Suzanne Rich: Okay. I wanted to get to two questions that came to us via the registration website. One, I’m going to ask Tammy and then follow up with Bev. Tammy, there was a question about whether there are systems to prevent cross connections with Luer locks?

Tammy Muzinski: Some devices have hard stops in them where the (more solid ‘G’) and the shape of the connector can only be connected one way. Those aren't universal yet, obviously, but some companies are addressing that potential, and then all of the AAMI things, which I spoke about earlier.

Suzanne Rich: Okay, great. And there was one final question that I’d like to have Bev address, and that was where was a question that came in about what companies have introduced technology that avoids misconnections? And I’m going to have Bev just share some of her perspective from the FDA.

Beverly Gallauresi: Well I think that’s a great question; however, being the FDA, we cannot endorse or promote any specific product or device. However, there’s an article in your bib that I co-authored in the journal of Safe Practices in Patient Care entitled Misconnections between medical devices with Luer connectors: under-recognized but potentially fatal events in clinical practice and it does give a little insight, but the main thing that as clinicians you have to really press is the manufacturers and let them know that you do not want to purchase devices that can be connected or misconnected. And this is really a market driven issue at this point, and obviously because some of the manufacturers are changing their products to make them safer and to increase the patient safety.
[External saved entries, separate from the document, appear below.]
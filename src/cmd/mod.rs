// envkit: Typed access to environment variables
//
// SPDX-FileCopyrightText: 2026 Romeo Ahmed
// SPDX-License-Identifier: GPL-3.0-or-later

//! Command implementations.
//!
//! ```text
//! CLI args --> cmd::run_* handlers --> impl Write (stdout)
//!   get, list, prefix, map, self-test
//! ```
//!
//! Handlers take the environment and the output sink as arguments so they
//! can run against a fixture.

pub mod get;
pub mod list;
pub mod prefix;
pub mod selftest;
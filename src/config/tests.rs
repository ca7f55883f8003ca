// envkit: Typed access to environment variables
//
// SPDX-FileCopyrightText: 2026 Romeo Ahmed
// SPDX-License-Identifier: GPL-3.0-or-later

use super::{Config, ConfigLoader, ENV_PREFIX, LogSettings};
use crate::environment::Environment;
use crate::environment::options::Options;
use crate::logging::LogLevel;
use std::collections::BTreeMap;
use std::io::Write;
use std::path::PathBuf;

fn overrides(pairs: &[(&str, &str)]) -> Environment<BTreeMap<String, String>> {
    let vars = pairs
        .iter()
        .map(|(k, v)| ((*k).to_string(), (*v).to_string()))
        .collect();
    Environment::with_options(vars, Options::builder().with_case_sensitive(true).build())
}

#[test]
fn test_default_config() {
    let config = Config::default();

    assert_eq!(config.environment, Options::default());
    assert_eq!(config.log, LogSettings::default());
    assert_eq!(config.log.level, LogLevel::Warn);
}

#[test]
fn test_parse_environment_section() {
    let config = Config::parse(
        r"
[environment]
blankify = true
noneify = false
case_sensitive = false
",
    )
    .unwrap();

    assert!(config.environment.blankify());
    assert!(!config.environment.noneify());
    assert!(!config.environment.writable());
    assert!(!config.environment.case_sensitive());
}

#[test]
fn test_parse_log_section() {
    let config = Config::parse(
        r#"
[log]
level = 5
file = "logs/envkit.log"
"#,
    )
    .unwrap();

    assert_eq!(config.log.level, LogLevel::Trace);
    assert_eq!(config.log.file, Some(PathBuf::from("logs/envkit.log")));
}

#[test]
fn test_parse_rejects_unknown_keys() {
    assert!(Config::parse("[environment]\nblankfy = true\n").is_err());
    assert!(Config::parse("[nope]\nx = 1\n").is_err());
}

#[test]
fn test_parse_rejects_out_of_range_log_level() {
    assert!(Config::parse("[log]\nlevel = 9\n").is_err());
}

#[test]
fn test_env_overrides_toml() {
    let env = overrides(&[
        ("ENVKIT_ENVIRONMENT__NONEIFY", "false"),
        ("ENVKIT_LOG__LEVEL", "4"),
        ("UNRELATED", "ignored"),
    ]);

    let config = ConfigLoader::new()
        .add_toml_str("[environment]\nnoneify = true\nblankify = true\n")
        .with_env_source(ENV_PREFIX, &env)
        .build()
        .unwrap();

    assert!(!config.environment.noneify());
    assert!(config.environment.blankify());
    assert_eq!(config.log.level, LogLevel::Debug);
}

#[test]
fn test_set_overrides_everything() {
    let env = overrides(&[("ENVKIT_ENVIRONMENT__BLANKIFY", "false")]);

    let config = ConfigLoader::new()
        .with_env_source(ENV_PREFIX, &env)
        .set("environment.blankify", true)
        .unwrap()
        .build()
        .unwrap();

    assert!(config.environment.blankify());
}

#[test]
fn test_toml_file_sources() {
    let mut file = tempfile::NamedTempFile::new().unwrap();
    writeln!(file, "[environment]\nwritable = true").unwrap();

    let config = ConfigLoader::new()
        .add_toml_file(file.path())
        .add_toml_file_optional("definitely-missing-envkit.toml")
        .build()
        .unwrap();
    assert!(config.environment.writable());
}

#[test]
fn test_missing_required_file_fails() {
    let result = ConfigLoader::new()
        .add_toml_file("definitely-missing-envkit.toml")
        .build();
    assert!(result.is_err());
}
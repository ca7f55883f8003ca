// envkit: Typed access to environment variables
//
// SPDX-FileCopyrightText: 2026 Romeo Ahmed
// SPDX-License-Identifier: GPL-3.0-or-later

//! Global CLI options available for all commands.
//!
//! # Option Precedence
//!
//! ```text
//! --config FILE        ← Additional config files (can repeat)
//! --log-level N        ← Console verbosity (0-5)
//! --log-file FILE      ← Also log to FILE
//! --blankify           ← Missing variables read as ""
//! --no-noneify         ← Missing variables are errors
//! --case-insensitive   ← Fold names before lookup
//!
//! Precedence: CLI flags > ENVKIT_* > --config > envkit.toml > defaults
//! ```

use clap::Args;
use std::path::PathBuf;

/// Global options available for all commands.
#[derive(Debug, Clone, Default, Args)]
pub struct GlobalOptions {
    /// Path to additional TOML configuration file(s).
    /// Can be specified multiple times.
    #[arg(short = 'c', long = "config", value_name = "FILE", action = clap::ArgAction::Append)]
    pub configs: Vec<PathBuf>,

    /// Disables loading of envkit.toml from the current directory.
    #[arg(long = "no-default-config")]
    pub no_default_config: bool,

    /// Console log level (0=silent, 1=errors, 2=warnings, 3=info, 4=debug, 5=trace).
    #[arg(short = 'l', long = "log-level", value_name = "LEVEL", value_parser = clap::value_parser!(u8).range(0..=5)
    )]
    pub log_level: Option<u8>,

    /// Path to log file.
    #[arg(long = "log-file", value_name = "FILE")]
    pub log_file: Option<PathBuf>,

    /// Missing variables read as empty values instead of nothing.
    #[arg(long)]
    pub blankify: bool,

    /// Missing variables are errors (unless --blankify is given).
    #[arg(long = "no-noneify")]
    pub no_noneify: bool,

    /// Compare variable names case-insensitively.
    #[arg(long = "case-insensitive", conflicts_with = "case_sensitive")]
    pub case_insensitive: bool,

    /// Compare variable names case-sensitively.
    #[arg(long = "case-sensitive")]
    pub case_sensitive: bool,
}

impl GlobalOptions {
    /// Converts command-line options to configuration overrides.
    ///
    /// Keys are dotted configuration paths; only flags that were given appear.
    #[must_use]
    pub fn to_config_overrides(&self) -> Vec<(&'static str, String)> {
        let mut overrides = Vec::new();

        if let Some(level) = self.log_level {
            overrides.push(("log.level", level.to_string()));
        }

        if let Some(ref path) = self.log_file {
            overrides.push(("log.file", path.display().to_string()));
        }

        if self.blankify {
            overrides.push(("environment.blankify", "true".to_string()));
        }

        if self.no_noneify {
            overrides.push(("environment.noneify", "false".to_string()));
        }

        if self.case_insensitive {
            overrides.push(("environment.case_sensitive", "false".to_string()));
        } else if self.case_sensitive {
            overrides.push(("environment.case_sensitive", "true".to_string()));
        }

        overrides
    }
}
// envkit: Typed access to environment variables
//
// SPDX-FileCopyrightText: 2026 Romeo Ahmed
// SPDX-License-Identifier: GPL-3.0-or-later

//! List command implementation.

use std::io::Write;

use crate::environment::Environment;
use crate::environment::backing::Backing;
use crate::error::Result;

/// Prints every variable in its diagnostic `NAME="value"` form, sorted by key.
///
/// # Errors
///
/// Returns an error if writing fails.
pub fn run_list_command<B: Backing>(env: &Environment<B>, out: &mut impl Write) -> Result<()> {
    let mut items: Vec<_> = env.items().collect();
    items.sort_by(|a, b| a.0.cmp(&b.0));

    for (_, entry) in &items {
        writeln!(out, "{entry:?}")?;
    }
    Ok(())
}
// envkit: Typed access to environment variables
//
// SPDX-FileCopyrightText: 2026 Romeo Ahmed
// SPDX-License-Identifier: GPL-3.0-or-later

//! Integration tests for configuration loading.
//!
//! Tests layering of TOML files, `ENVKIT_*` variables and overrides.

use std::collections::BTreeMap;
use std::io::Write;

use envkit::config::loader::ConfigLoader;
use envkit::config::{Config, ENV_PREFIX};
use envkit::logging::LogLevel;
use envkit::{Environment, Options};

fn source(pairs: &[(&str, &str)]) -> Environment<BTreeMap<String, String>> {
    let vars = pairs
        .iter()
        .map(|(k, v)| ((*k).to_string(), (*v).to_string()))
        .collect();
    Environment::with_options(vars, Options::builder().with_case_sensitive(true).build())
}

// =============================================================================
// Loading from TOML strings
// =============================================================================

#[test]
fn config_parse_empty_uses_defaults() {
    let config = Config::parse("").unwrap();
    assert_eq!(config, Config::default());
    assert_eq!(config.log.level, LogLevel::Warn);
}

#[test]
fn config_parse_environment_section() {
    let toml = r"
[environment]
blankify = true
writable = true
case_sensitive = false
";
    let config = Config::parse(toml).unwrap();
    let options = config.environment;

    assert!(options.blankify());
    assert!(options.noneify());
    assert!(options.writable());
    assert!(!options.case_sensitive());
}

#[test]
fn config_parse_log_section() {
    let toml = r#"
[log]
level = 4
file = "logs/envkit.log"
"#;
    let config = Config::parse(toml).unwrap();

    assert_eq!(config.log.level, LogLevel::Debug);
    assert_eq!(
        config.log.file.as_deref(),
        Some(std::path::Path::new("logs/envkit.log"))
    );
}

#[test]
fn config_rejects_unknown_keys() {
    assert!(Config::parse("[environment]\nfrobnicate = true\n").is_err());
    assert!(Config::parse("[nope]\n").is_err());
}

#[test]
fn config_rejects_bad_log_level() {
    assert!(Config::parse("[log]\nlevel = 9\n").is_err());
}

// =============================================================================
// Layering
// =============================================================================

#[test]
fn config_later_files_override_earlier() {
    let dir = tempfile::tempdir().unwrap();
    let first = dir.path().join("first.toml");
    let second = dir.path().join("second.toml");

    let mut f = std::fs::File::create(&first).unwrap();
    writeln!(f, "[environment]\nblankify = true\nwritable = true").unwrap();
    let mut f = std::fs::File::create(&second).unwrap();
    writeln!(f, "[environment]\nblankify = false").unwrap();

    let config = ConfigLoader::new()
        .add_toml_file(&first)
        .add_toml_file(&second)
        .build()
        .unwrap();
    assert!(!config.environment.blankify());
    assert!(config.environment.writable());
}

#[test]
fn config_missing_required_file_fails() {
    let dir = tempfile::tempdir().unwrap();
    let result = ConfigLoader::new()
        .add_toml_file(dir.path().join("absent.toml"))
        .build();
    assert!(result.is_err());
}

#[test]
fn config_missing_optional_file_is_skipped() {
    let dir = tempfile::tempdir().unwrap();
    let config = ConfigLoader::new()
        .add_toml_file_optional(dir.path().join("absent.toml"))
        .build()
        .unwrap();
    assert_eq!(config, Config::default());
}

#[test]
fn config_env_overrides_file() {
    let env = source(&[
        ("ENVKIT_ENVIRONMENT__NONEIFY", "false"),
        ("ENVKIT_LOG__LEVEL", "5"),
        ("UNRELATED", "1"),
    ]);

    let config = ConfigLoader::new()
        .add_toml_str("[log]\nlevel = 1\n")
        .with_env_source(ENV_PREFIX, &env)
        .build()
        .unwrap();

    assert!(!config.environment.noneify());
    assert_eq!(config.log.level, LogLevel::Trace);
}

#[test]
fn config_override_beats_env() {
    let env = source(&[("ENVKIT_ENVIRONMENT__BLANKIFY", "false")]);

    let config = ConfigLoader::new()
        .with_env_source(ENV_PREFIX, &env)
        .set("environment.blankify", "true")
        .unwrap()
        .build()
        .unwrap();

    assert!(config.environment.blankify());
}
So that’s the best information that I can give you from the FDA is to continue to push your hospital purchasing agent to do the right things so to speak. I’m sure that probably some of these newer devices may be more expensive, but in the long run it certainly would - if it saves a patient life or - and of course saves your hospital from being sued, then it’s much wiser to get something that’s a safer device.

Suzanne Rich: Okay, thanks Bev. Once again I’m going to just check with the operator to see if we have any other questions.

Coordinator: Not at this time.

Suzanne Rich: Okay. Well then what I’d like to do is - wait I’ve got one other question from someone here. We have some of our staff attending.

Diana: Hi, my name is Diana. And in the spirit of collaboration, what is the website for AAMI please? This’ll help all of us get on board.

Tammy Muzinski: It’s www.aami.org

Diana: Thanks very much. This’ll definitely help all of us to be able to collaborate together.

Suzanne Rich: Great. Well at this point I just want to remind everyone that the slides are posted on the registration Website. If you want to download them, that’s wonderful. If you are interested in joining MedSun or any of the subnetworks including KidNet or if you have any additional webcast related questions, please call us -- 800-859-9821.

And one other thing is that electronic certificates of participation are available to all registrants by filling out a brief evaluation on the registration site. Your feedback’s really important to us because it really helps us to improve our educational programs and outreach to device users.

Additionally, one nursing contact hour is available to those who work at participating MedSun sites. We thank you for your participation today. This ends our call.

Coordinator: Thank you. You may disconnect at this time.